Rankin also took issue with a part of the proposition that says employers can’t force workers to “receive minimum wage payments using a pay card, reloadable debit card, or similar method that requires the employee to possess a valid Social Security number.”
The city attorney said this is “in conflict with federal and state law,” which requires employees to have valid Social Security numbers.
Peard said that provision doesn’t have to do with requiring a Social Security number for employment, but for payment.
“That's a shorthand for making sure that unbanked persons have a way of receiving payment without having to get the deductions,” he said. “What this provision says is if an employee asks for a secondary form of payment, you have to offer them a secondary form of payment ... that does not require you to possess a Social Security number.”
Further complicating matters is ongoing litigation between the city of Flagstaff and the state. The state is imposing a $1.1 million monetary assessment on the city based on its $15 minimum wage, an initiative passed by Flagstaff's voters in 2016. The state’s assessment comes from a law the state Legislature passed in 2019 that allows the legislature to impose monetary assessments on local jurisdictions with minimum wages higher than the state's.

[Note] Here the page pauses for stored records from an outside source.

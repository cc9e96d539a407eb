//! Controller parameter table and store.
//!
//! The store is a single cell behind a blocking mutex; writers go through
//! [`store::modify`] which sanitizes the table and signals
//! `PARAMETER_UPDATE`. The controller re-reads the store at the top of its
//! tick when it sees the notification (or once, forced, at startup) so a
//! tick always runs against one consistent table.

use crate::bus;
use crate::msg::ParameterUpdate;

#[derive(Clone, Copy)]
#[cfg_attr(feature = "defmt", derive(defmt::Format))]
pub struct Params {
    /// Time constant of the takeoff speed ramp, s.
    pub takeoff_ramp_time: f32,
    /// Maximum climb speed, m/s (positive magnitude).
    pub vel_max_up: f32,
    /// Maximum descent speed, m/s (positive magnitude).
    pub vel_max_down: f32,
    /// Landing descent speed, m/s. Clamped to `vel_max_down`.
    pub land_speed: f32,
    /// Takeoff climb speed, m/s. Clamped to `vel_max_up`.
    pub takeoff_speed: f32,
    /// Altitude below which the descent speed limit reaches its minimum, m.
    pub land_alt2: f32,
    /// Manual position task flavor: 0 = position, 1 = smooth, 2 = sport.
    pub pos_mode: u8,
    /// Maximum horizontal speed, m/s.
    pub vel_max_xy: f32,

    // Position controller gains (normalized thrust units).
    pub pos_p_xy: f32,
    pub pos_p_z: f32,
    pub vel_p_xy: f32,
    pub vel_i_xy: f32,
    pub vel_d_xy: f32,
    pub vel_p_z: f32,
    pub vel_i_z: f32,
    pub vel_d_z: f32,

    /// Hover throttle, normalized.
    pub thr_hover: f32,
    pub thr_min: f32,
    pub thr_max: f32,
    /// Maximum tilt while airborne, radians.
    pub tilt_max_air: f32,

    /// Cutoff of the velocity-derivative low-pass, Hz.
    pub veld_cutoff_hz: f32,
}

impl Params {
    pub const DEFAULT: Params = Params {
        takeoff_ramp_time: 3.0,
        vel_max_up: 3.0,
        vel_max_down: 1.0,
        land_speed: 0.7,
        takeoff_speed: 1.5,
        land_alt2: 5.0,
        pos_mode: 0,
        vel_max_xy: 12.0,
        pos_p_xy: 0.95,
        pos_p_z: 1.0,
        vel_p_xy: 0.09,
        vel_i_xy: 0.02,
        vel_d_xy: 0.01,
        vel_p_z: 0.2,
        vel_i_z: 0.02,
        vel_d_z: 0.0,
        thr_hover: 0.5,
        thr_min: 0.12,
        thr_max: 1.0,
        tilt_max_air: 0.7854,
        veld_cutoff_hz: 5.0,
    };

    /// Enforce cross-field constraints. Applied on every refresh.
    pub fn sanitize(&mut self) {
        if self.takeoff_speed > self.vel_max_up {
            self.takeoff_speed = self.vel_max_up;
        }
        if self.land_speed > self.vel_max_down {
            self.land_speed = self.vel_max_down;
        }
        if !(self.takeoff_ramp_time >= 0.1) {
            self.takeoff_ramp_time = 0.1;
        }
    }
}

impl Default for Params {
    fn default() -> Self {
        Self::DEFAULT
    }
}

pub mod store {
    use core::cell::Cell;

    use embassy_sync::blocking_mutex::raw::CriticalSectionRawMutex;
    use embassy_sync::blocking_mutex::Mutex;

    use super::*;

    static STORE: Mutex<CriticalSectionRawMutex, Cell<Params>> =
        Mutex::new(Cell::new(Params::DEFAULT));

    /// Copy of the current table.
    pub fn get() -> Params {
        STORE.lock(|cell| cell.get())
    }

    /// Change the table and notify subscribers of `PARAMETER_UPDATE`.
    pub fn modify(f: impl FnOnce(&mut Params)) {
        let mut params = get();
        f(&mut params);
        params.sanitize();
        STORE.lock(|cell| cell.set(params));
        bus::PARAMETER_UPDATE.sender().send(ParameterUpdate);
    }
}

The lawsuit is ongoing in Maricopa County Superior Court, but Rankin says if Flagstaff loses that case, “it is virtually certain that the state will impose an annual ‘assessment’ against Tucson” — an impossible amount to determine because the state hasn’t established a formula or issued guidance on how those amounts are determined.
“I'm highly confident that that litigation will resolve in Flagstaff's favor, which will essentially be in Tucson's favor,” Peard said.
Voters in the city of Tucson will decide the issue on Nov. 2.